#### [Exercise]
Print the records below from the first line through the line containing "that hangs, or", both included, word for word.

#### [Record excerpts]
□ □ □ □ □
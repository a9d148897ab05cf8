//! Cross-process named lock
//!
//! The lock object is a zero-length POSIX shared memory object named
//! `/rememory_<name>.lock`. Exclusion is an exclusive `flock` on its
//! descriptor, so any process that opens the same name contends for the
//! same lock.
//!
//! The kernel drops a `flock` when the last descriptor of the holder's open
//! file description closes, so a holder that crashes releases the lock. A
//! holder that hangs, or that leaked the descriptor into a long-lived child,
//! does not. [`NamedLock::force_clear_stale_lock`] is the escape hatch for
//! that case.

use crate::error::{RememoryError, Result};
use crate::naming::ObjectNames;
use crate::shm::shm_mode;
use rustix::fd::OwnedFd;
use rustix::fs::{flock, FlockOperation};
use rustix::io::Errno;
use rustix::shm::{shm_open, shm_unlink, ShmOFlags};
use std::time::{Duration, Instant};

/// First sleep between failed lock attempts
const INITIAL_BACKOFF: Duration = Duration::from_micros(20);

/// Named mutual exclusion across independent processes
///
/// Not reentrant: acquiring twice without a release is reported as
/// [`RememoryError::LockAlreadyHeld`].
pub struct NamedLock {
    name: String,
    os_name: String,
    fd: OwnedFd,
    held: bool,
    max_backoff: Duration,
}

impl NamedLock {
    /// Create or open the lock for a container name
    ///
    /// Creation is a single `O_CREAT` open, so racing creators all end up on
    /// the same object.
    pub fn open(name: &str) -> Result<Self> {
        let names = ObjectNames::new(name)?;
        Self::open_names(&names)
    }

    pub(crate) fn open_names(names: &ObjectNames) -> Result<Self> {
        let os_name = names.lock();
        let fd = shm_open(
            os_name.as_str(),
            ShmOFlags::CREATE | ShmOFlags::RDWR,
            shm_mode(),
        )
        .map_err(|e| RememoryError::ShmCreate {
            name: os_name.clone(),
            source: e.into(),
        })?;

        Ok(Self {
            name: names.name().to_string(),
            os_name,
            fd,
            held: false,
            max_backoff: Duration::from_millis(1),
        })
    }

    /// Cap the sleep between polls while waiting
    pub fn set_max_backoff(&mut self, max_backoff: Duration) {
        self.max_backoff = max_backoff.max(INITIAL_BACKOFF);
    }

    /// Container name this lock guards
    #[inline]
    pub fn name(&self) -> &str {
        &self.name
    }

    #[inline]
    pub fn is_held(&self) -> bool {
        self.held
    }

    /// Acquire the lock, waiting at most `timeout`
    ///
    /// On timeout nothing is held and [`RememoryError::LockTimeout`] is
    /// returned.
    pub fn acquire(&mut self, timeout: Duration) -> Result<()> {
        if self.held {
            return Err(RememoryError::LockAlreadyHeld(self.name.clone()));
        }

        let deadline = Instant::now() + timeout;
        let mut backoff = INITIAL_BACKOFF;

        loop {
            match flock(&self.fd, FlockOperation::NonBlockingLockExclusive) {
                Ok(()) => {
                    self.held = true;
                    return Ok(());
                }
                Err(Errno::WOULDBLOCK) => {}
                Err(Errno::INTR) => continue,
                Err(e) => {
                    return Err(RememoryError::Lock {
                        name: self.name.clone(),
                        source: e.into(),
                    })
                }
            }

            let now = Instant::now();
            if now >= deadline {
                tracing::debug!(name = %self.name, ?timeout, "lock acquire timed out");
                return Err(RememoryError::LockTimeout {
                    name: self.name.clone(),
                    timeout,
                });
            }

            std::thread::sleep(backoff.min(deadline - now));
            backoff = (backoff * 2).min(self.max_backoff);
        }
    }

    /// Acquire and return a guard that releases on drop
    pub fn lock(&mut self, timeout: Duration) -> Result<LockGuard<'_>> {
        self.acquire(timeout)?;
        Ok(LockGuard { lock: self })
    }

    /// Release a lock taken with [`acquire`](Self::acquire)
    pub fn release(&mut self) -> Result<()> {
        if !self.held {
            return Err(RememoryError::LockNotHeld(self.name.clone()));
        }

        flock(&self.fd, FlockOperation::Unlock).map_err(|e| RememoryError::Lock {
            name: self.name.clone(),
            source: e.into(),
        })?;
        self.held = false;
        Ok(())
    }

    /// Remove the OS-visible lock object
    ///
    /// Only call this once no process needs the lock anymore; later openers
    /// would create a fresh, unrelated lock. If held, the name is removed
    /// before the lock is released, so a waiter on the old object never runs
    /// alongside a holder of a new one that it could not see.
    pub fn destroy(mut self) -> Result<()> {
        let unlinked = unlink_lock(&self.os_name);
        if self.held {
            self.release()?;
        }
        unlinked?;
        tracing::debug!(name = %self.name, "lock destroyed");
        Ok(())
    }

    /// Unlink the lock object of `name` regardless of who holds it
    ///
    /// Processes that open the name afterwards get a fresh, unlocked object.
    ///
    /// # Safety caveat
    /// A process that still holds the old object keeps running its critical
    /// section and may write concurrently with a new holder. Use this only
    /// when the holder is known to be gone or wedged for good.
    pub fn force_clear_stale_lock(name: &str) -> Result<bool> {
        let names = ObjectNames::new(name)?;
        let removed = unlink_lock(&names.lock())?;
        if removed {
            tracing::warn!(name, "stale lock forcibly cleared");
        }
        Ok(removed)
    }
}

impl Drop for NamedLock {
    fn drop(&mut self) {
        if self.held {
            if let Err(err) = self.release() {
                tracing::warn!("lock release on drop failed: {}", err);
            }
        }
    }
}

fn unlink_lock(os_name: &str) -> Result<bool> {
    match shm_unlink(os_name) {
        Ok(()) => Ok(true),
        Err(Errno::NOENT) => Ok(false),
        Err(e) => Err(RememoryError::Unlink {
            name: os_name.to_string(),
            source: e.into(),
        }),
    }
}

/// Releases the lock when dropped
pub struct LockGuard<'a> {
    lock: &'a mut NamedLock,
}

impl LockGuard<'_> {
    /// Release now and surface any error
    pub fn unlock(self) -> Result<()> {
        let mut this = std::mem::ManuallyDrop::new(self);
        this.lock.release()
    }
}

impl Drop for LockGuard<'_> {
    fn drop(&mut self) {
        if let Err(err) = self.lock.release() {
            tracing::warn!("lock release failed: {}", err);
        }
    }
}

#[cfg(test)]
mod tests {
    use super::*;
    use std::sync::atomic::{AtomicU32, Ordering};
    use std::sync::Arc;
    use std::thread;

    fn unique(tag: &str) -> String {
        format!("locktest_{}_{}", tag, std::process::id())
    }

    #[test]
    fn test_exclusion_between_handles() {
        let name = unique("excl");
        let mut a = NamedLock::open(&name).unwrap();
        let mut b = NamedLock::open(&name).unwrap();

        a.acquire(Duration::from_secs(1)).unwrap();
        let err = b.acquire(Duration::from_millis(20)).unwrap_err();
        assert!(matches!(err, RememoryError::LockTimeout { .. }));
        assert!(!b.is_held());

        a.release().unwrap();
        b.acquire(Duration::from_secs(1)).unwrap();
        b.release().unwrap();

        a.destroy().unwrap();
        drop(b);
    }

    #[test]
    fn test_not_reentrant() {
        let name = unique("reentrant");
        let mut lock = NamedLock::open(&name).unwrap();
        lock.acquire(Duration::from_secs(1)).unwrap();
        assert!(matches!(
            lock.acquire(Duration::from_secs(1)),
            Err(RememoryError::LockAlreadyHeld(_))
        ));
        lock.release().unwrap();
        assert!(matches!(lock.release(), Err(RememoryError::LockNotHeld(_))));
        lock.destroy().unwrap();
    }

    #[test]
    fn test_destroy_unlinks_before_release() {
        let name = unique("destroy");
        let mut holder = NamedLock::open(&name).unwrap();
        let mut waiter = NamedLock::open(&name).unwrap();
        holder.acquire(Duration::from_secs(1)).unwrap();

        let names = ObjectNames::new(&name).unwrap();
        let worker = std::thread::spawn(move || {
            waiter.acquire(Duration::from_secs(5)).unwrap();
            // By the time the old lock is free its name is already gone
            let gone = shm_open(names.lock().as_str(), ShmOFlags::RDWR, shm_mode()).is_err();
            waiter.release().unwrap();
            gone
        });

        std::thread::sleep(Duration::from_millis(50));
        holder.destroy().unwrap();
        assert!(worker.join().unwrap());
    }

    #[test]
    fn test_guard_releases_on_drop() {
        let name = unique("guard");
        let mut a = NamedLock::open(&name).unwrap();
        let mut b = NamedLock::open(&name).unwrap();
        {
            let _guard = a.lock(Duration::from_secs(1)).unwrap();
            assert!(b.acquire(Duration::from_millis(10)).is_err());
        }
        b.acquire(Duration::from_millis(100)).unwrap();
        b.release().unwrap();
        a.destroy().unwrap();
    }

    #[test]
    fn test_threads_with_separate_handles() {
        let name = unique("threads");
        let inside = Arc::new(AtomicU32::new(0));

        let workers: Vec<_> = (0..4)
            .map(|_| {
                let name = name.clone();
                let inside = Arc::clone(&inside);
                thread::spawn(move || {
                    let mut lock = NamedLock::open(&name).unwrap();
                    for _ in 0..50 {
                        let guard = lock.lock(Duration::from_secs(5)).unwrap();
                        assert_eq!(inside.fetch_add(1, Ordering::SeqCst), 0);
                        inside.fetch_sub(1, Ordering::SeqCst);
                        guard.unlock().unwrap();
                    }
                })
            })
            .collect();

        for worker in workers {
            worker.join().unwrap();
        }
        assert!(NamedLock::force_clear_stale_lock(&name).unwrap());
    }
}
□ □ □ □ □
#### [Answer for this exercise]
repository a9d148897ab05cf8
//! Cross-process named lock
//!
//! The lock object is a zero-length POSIX shared memory object named
//! `/rememory_<name>.lock`. Exclusion is an exclusive `flock` on its
//! descriptor, so any process that opens the same name contends for the
//! same lock.
//!
//! The kernel drops a `flock` when the last descriptor of the holder's open
//! file description closes, so a holder that crashes releases the lock. A
//! holder that hangs, or that leaked the descriptor into a long-lived child,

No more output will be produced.